In some possible implementations, the constraints further include any one or more of: the method comprises the following steps of affinity constraint, load type clustering constraint and running duration clustering constraint, wherein the affinity constraint indicates the position relation among computing devices where each instance is located, the load type clustering constraint indicates the constraint determined according to the load types of the instances, and the running duration clustering constraint indicates the constraint determined according to the remaining running duration.

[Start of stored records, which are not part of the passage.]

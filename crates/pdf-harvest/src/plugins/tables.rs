//! Table detector trait.

use crate::Result;
use crate::plugins::Plugin;
use crate::tables::RawTableResult;
use async_trait::async_trait;
use std::path::Path;

/// Adapter over a PDF table-detection engine.
#[async_trait]
pub trait TableDetector: Plugin {
    /// Detect raw cell grids on the given 1-based pages, or every page when `None`.
    ///
    /// Failures are reported as `HarvestError::TableExtractionFailed`.
    async fn detect_tables(&self, pdf_path: &Path, pages: Option<&[u32]>) -> Result<RawTableResult>;
}
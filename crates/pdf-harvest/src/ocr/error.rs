use std::fmt;

/// Errors raised by OCR backends and the OCR stage.
#[derive(Debug, Clone)]
pub enum OcrError {
    /// The OCR engine binary or library could not be found or started.
    EngineUnavailable(String),
    InvalidLanguageCode(String),
    ImageProcessingFailed(String),
    ProcessingFailed(String),
    Timeout(u64),
    IOError(String),
}

impl fmt::Display for OcrError {
    fn fmt(&self, f: &mut fmt::Formatter<'_>) -> fmt::Result {
        match self {
            Self::EngineUnavailable(msg) => write!(f, "OCR engine unavailable: {}", msg),
            Self::InvalidLanguageCode(msg) => write!(f, "Invalid language code: {}", msg),
            Self::ImageProcessingFailed(msg) => write!(f, "Image processing failed: {}", msg),
            Self::ProcessingFailed(msg) => write!(f, "{}", msg),
            Self::Timeout(secs) => write!(f, "OCR engine timed out after {} seconds", secs),
            Self::IOError(msg) => write!(f, "I/O error: {}", msg),
        }
    }
}

impl std::error::Error for OcrError {}

// NOTE: No From<std::io::Error> impl - IO errors must bubble up unchanged
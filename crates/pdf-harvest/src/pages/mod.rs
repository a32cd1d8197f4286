//! Page selection: range expressions and fixed-size batching.
pub mod chunk;
pub mod range;

pub use chunk::chunk;
pub use range::{parse_page_range, resolve_pages};
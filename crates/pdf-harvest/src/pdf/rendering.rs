//! Page rasterization with pdfium.
//!
//! Only compiled with the `pdfium` feature. The library is bound from the
//! system search path on first use.

use super::bindings::bind_pdfium;
use super::error::{PdfError, Result};
use crate::plugins::{PageRasterizer, Plugin};
use async_trait::async_trait;
use image::{DynamicImage, ImageFormat};
use pdfium_render::prelude::*;
use std::io::Cursor;
use std::path::Path;

/// Largest edge, in pixels, of a rendered page.
const MAX_IMAGE_DIMENSION: f32 = 16384.0;

/// Render zero-based `page_indices` of `pdf_bytes` to PNG buffers.
pub fn render_pages_to_png(pdf_bytes: &[u8], page_indices: &[u32], scale: f32) -> Result<Vec<Vec<u8>>> {
    let pdfium = Pdfium::new(bind_pdfium(PdfError::RenderingFailed, "page rendering")?);
    let document = pdfium.load_pdf_from_byte_slice(pdf_bytes, None).map_err(|e| {
        let err_msg = e.to_string();
        if err_msg.to_lowercase().contains("password") {
            PdfError::Encrypted
        } else {
            PdfError::InvalidPdf(err_msg)
        }
    })?;

    let mut images = Vec::with_capacity(page_indices.len());
    for &index in page_indices {
        let page = document
            .pages()
            .get(index as u16)
            .map_err(|_| PdfError::PageNotFound(index + 1))?;

        let width = page.width().value;
        let height = page.height().value;
        let scale = effective_scale(width, height, scale);

        let config = PdfRenderConfig::new()
            .set_target_width(((width * scale) as i32).max(1))
            .set_target_height(((height * scale) as i32).max(1))
            .rotate_if_landscape(PdfPageRenderRotation::None, false);

        let bitmap = page
            .render_with_config(&config)
            .map_err(|e| PdfError::RenderingFailed(format!("Failed to render page {}: {}", index + 1, e)))?;

        let image = DynamicImage::ImageRgb8(bitmap.as_image().into_rgb8());
        let mut png = Vec::new();
        image
            .write_to(&mut Cursor::new(&mut png), ImageFormat::Png)
            .map_err(|e| PdfError::RenderingFailed(format!("Failed to encode page {}: {}", index + 1, e)))?;
        images.push(png);
    }

    Ok(images)
}

/// Clamp `scale` so neither edge of the rendered page exceeds the pixel limit.
fn effective_scale(width_points: f32, height_points: f32, scale: f32) -> f32 {
    let longest = width_points.max(height_points);
    if longest <= 0.0 || longest * scale <= MAX_IMAGE_DIMENSION {
        return scale;
    }
    MAX_IMAGE_DIMENSION / longest
}

/// Rasterizer backed by the pdfium library.
#[derive(Debug, Default, Clone, Copy)]
pub struct PdfiumRasterizer;

impl PdfiumRasterizer {
    pub fn new() -> Self {
        Self
    }
}

impl Plugin for PdfiumRasterizer {
    fn name(&self) -> &str {
        "pdfium"
    }

    fn version(&self) -> String {
        env!("CARGO_PKG_VERSION").to_string()
    }

    fn initialize(&self) -> crate::Result<()> {
        bind_pdfium(PdfError::RenderingFailed, "rasterizer initialization")
            .map(|_| ())
            .map_err(|e| crate::HarvestError::MissingDependency(e.to_string()))
    }

    fn shutdown(&self) -> crate::Result<()> {
        Ok(())
    }

    fn description(&self) -> &str {
        "Renders PDF pages to PNG with pdfium"
    }
}

#[async_trait]
impl PageRasterizer for PdfiumRasterizer {
    async fn rasterize(&self, pdf_path: &Path, page_indices: &[u32], scale: f32) -> crate::Result<Vec<Vec<u8>>> {
        let bytes = tokio::fs::read(pdf_path).await?;
        let indices = page_indices.to_vec();

        tokio::task::spawn_blocking(move || render_pages_to_png(&bytes, &indices, scale))
            .await
            .map_err(|e| crate::HarvestError::image_extraction_failed(format!("Rendering task failed: {}", e)))?
            .map_err(Into::into)
    }
}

In some possible implementation manners, the processing unit is further configured to obtain, according to the usage conditions of the computing resources of each computing device at the historical time and the prediction model, a remaining operation time of the instance running on each computing device at the current time; and determining the running time clustering constraint according to the residual running time of the running examples on each computing device at the current moment.

In a third aspect, a cluster of computing devices is provided, the computing devices comprising a processor and a memory; the processor is configured to execute the instructions stored by the memory to cause the computing device to implement the method as provided in the first aspect above or any possible implementation manner of the first aspect.

In a fourth aspect, there is provided a computer program product comprising a computer program that, when read and executed by a computing device, causes the computing device to perform the method as provided above for the first aspect or any possible implementation manner of the first aspect.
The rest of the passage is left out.